Note — Dec 11, 2022

Unmanaged Expectations

Preparing this issue I read a few pieces on ChatGPT, more specifically Ben Thompson, Arvind Narayanan and Sayash Kapoor and Ian Bogost, in order of preference. None of them were really what I wanted to feature on this topic. I tried ChatGPT quickly and was impressed-not impressed. One reply will initially blow your mind, then the next one will be so completely wrong that it utterly destroys any trust you might have had. It’s the Wizard of Oz doing something wondrous before proceeding to stumble down the stairs. It’s fun, and I’m sure some fun usages will pop up, and it will progress, but the thing doesn’t understand anything. Thompson has a good comparison with a calculator to explain deterministic vs. probabilistic output. OpenAI spews out a mix of text that is basically statistical (++). There is no understanding there at all.

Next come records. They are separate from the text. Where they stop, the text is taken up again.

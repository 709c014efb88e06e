//! Configuration validation.
//!
//! # Responsibilities
//! - Semantic validation (serde handles syntactic)
//! - Check referential integrity (listeners reference existing quotas)
//! - Validate value ranges (addresses parse, water marks are ordered)
//! - Detect duplicate listeners
//!
//! # Design Decisions
//! - Returns all validation errors, not just first
//! - Validation is pure function: NetmgrConfig → Result<(), Vec<ValidationError>>
//! - Runs before config is accepted into the system

use std::collections::HashSet;
use std::net::SocketAddr;

use crate::config::schema::{ListenerKind, NetmgrConfig};
use crate::net::http::path_is_valid;

/// One problem found in a configuration.
#[derive(Debug, Clone, PartialEq, Eq)]
pub struct ValidationError {
    /// Dotted path of the offending field, e.g. `listeners[0].address`.
    pub field: String,
    pub message: String,
}

impl ValidationError {
    fn new(field: impl Into<String>, message: impl Into<String>) -> Self {
        Self {
            field: field.into(),
            message: message.into(),
        }
    }
}

impl std::fmt::Display for ValidationError {
    fn fmt(&self, f: &mut std::fmt::Formatter<'_>) -> std::fmt::Result {
        write!(f, "{}: {}", self.field, self.message)
    }
}

pub fn validate_config(config: &NetmgrConfig) -> Result<(), Vec<ValidationError>> {
    let mut errors = Vec::new();

    let t = &config.timeouts;
    for (name, value) in [("init_ms", t.init_ms), ("idle_ms", t.idle_ms), ("keepalive_ms", t.keepalive_ms)] {
        if value == 0 {
            errors.push(ValidationError::new(format!("timeouts.{name}"), "must be greater than 0"));
        }
    }

    let mut quota_names = HashSet::new();
    for (i, quota) in config.quotas.iter().enumerate() {
        if quota.name.is_empty() {
            errors.push(ValidationError::new(format!("quotas[{i}].name"), "must not be empty"));
        } else if !quota_names.insert(quota.name.as_str()) {
            errors.push(ValidationError::new(
                format!("quotas[{i}].name"),
                format!("duplicate quota {:?}", quota.name),
            ));
        }
        if quota.max > 0 && quota.soft > quota.max {
            errors.push(ValidationError::new(format!("quotas[{i}].soft"), "must not exceed max"));
        }
    }

    let mut bound = HashSet::new();
    for (i, listener) in config.listeners.iter().enumerate() {
        let field = |name: &str| format!("listeners[{i}].{name}");

        match listener.address.parse::<SocketAddr>() {
            Ok(addr) => {
                let key = (listener.kind.is_stream(), addr);
                if addr.port() != 0 && !bound.insert(key) {
                    errors.push(ValidationError::new(field("address"), format!("{addr} is already used by another listener")));
                }
            }
            Err(_) => errors.push(ValidationError::new(
                field("address"),
                format!("invalid socket address {:?}", listener.address),
            )),
        }

        if listener.backlog <= 0 {
            errors.push(ValidationError::new(field("backlog"), "must be greater than 0"));
        }
        if listener.kind.needs_tls() && listener.tls.is_none() {
            errors.push(ValidationError::new(field("tls"), "required for this listener kind"));
        }
        if let Some(name) = &listener.quota {
            if listener.kind == ListenerKind::Udp {
                errors.push(ValidationError::new(field("quota"), "UDP listeners take no quota"));
            } else if config.quota(name).is_none() {
                errors.push(ValidationError::new(field("quota"), format!("unknown quota {name:?}")));
            }
        }
        if listener.kind == ListenerKind::Http {
            if listener.endpoints.is_empty() {
                errors.push(ValidationError::new(field("endpoints"), "at least one path is required"));
            }
            for path in &listener.endpoints {
                if !path_is_valid(path) {
                    errors.push(ValidationError::new(field("endpoints"), format!("invalid path {path:?}")));
                }
            }
        }
    }

    if config.memory.hi_water > 0 && config.memory.lo_water > config.memory.hi_water {
        errors.push(ValidationError::new("memory.lo_water", "must not exceed hi_water"));
    }
    if config.observability.metrics_enabled
        && config.observability.metrics_address.parse::<SocketAddr>().is_err()
    {
        errors.push(ValidationError::new("observability.metrics_address", "invalid socket address"));
    }

    if errors.is_empty() {
        Ok(())
    } else {
        Err(errors)
    }
}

That’s problematic because it goes from superb to nonsense but also because developers of AIs, and even people writing about them keep using words related to intelligence. That’s not just a semantic debate. How can we be expected to properly evaluate, test, and sometimes use these tools when the whole vocabulary currently used to describe them is erroneous? Messaging, capabilities, expectations, and discourse are all out of whack.

The second thing that annoys me in this whole story is the expectations it stems from. Just below, I point to an interview with Linus Lee, about the tools he builds with generative AI products. He’s not trying to get an intelligent assistant, he’s developing new tools to work and play with the material of text. That seems like a much better approach, and much more aligned with the level of these tools. This obsessions with creating ‘intelligence’ blinds us to simpler uses and leads down some wrong paths. One of the best ‘AI’ products I’ve most consistently used over the last couple of months is the autocompletion of comments in Google Docs. I’ve been editing and reviewing a few articles and the suggestions when commenting are excellent. There’s no hype, there’s no flashing AI bragging, just a commenting feature that helps me along.

Another great tool (although not as great this week) is the GPT-based Ghostreader I mentioned last week and use for the 🤖 Summaries. The reasons it works for me is that I don’t use it to not read an article, I use it to summarise something I’ve just read. I have the knowledge to validate what’s generated, so when it kind of sucks, I just rework it. Image generators are the same way, it’s easy to see what the image represents and just gloss over or try to tweak the mistakes. Expectations are adjusted by our previous knowledge, contrary to asking ChatGPT for something we don’t know, with no way to immediately figure out what’s bullshit. If the developers were not hoping to fake true intelligence, they might have integrated something visually to give some weight according to certainty. But you get fewer headlines and less investment that way.

A lot of AI is hidden, which is good. A lot of AI is hidden and it’s problematic, a lot of AI makes wild claims and that’s an issue. Two of the phrases I’ve used most in years of freelancing are ‘manage expectation’ and ‘under-promise, over-deliver.’ The whole AI ‘industry’ could stop scify-ing their ideas, start setting better expectations for themselves, and start putting forward more level-headed expectations out in public. They’d stop going down in flames when over-blown promises unavoidably aren’t met, and everyone could have smarter conversations about their products.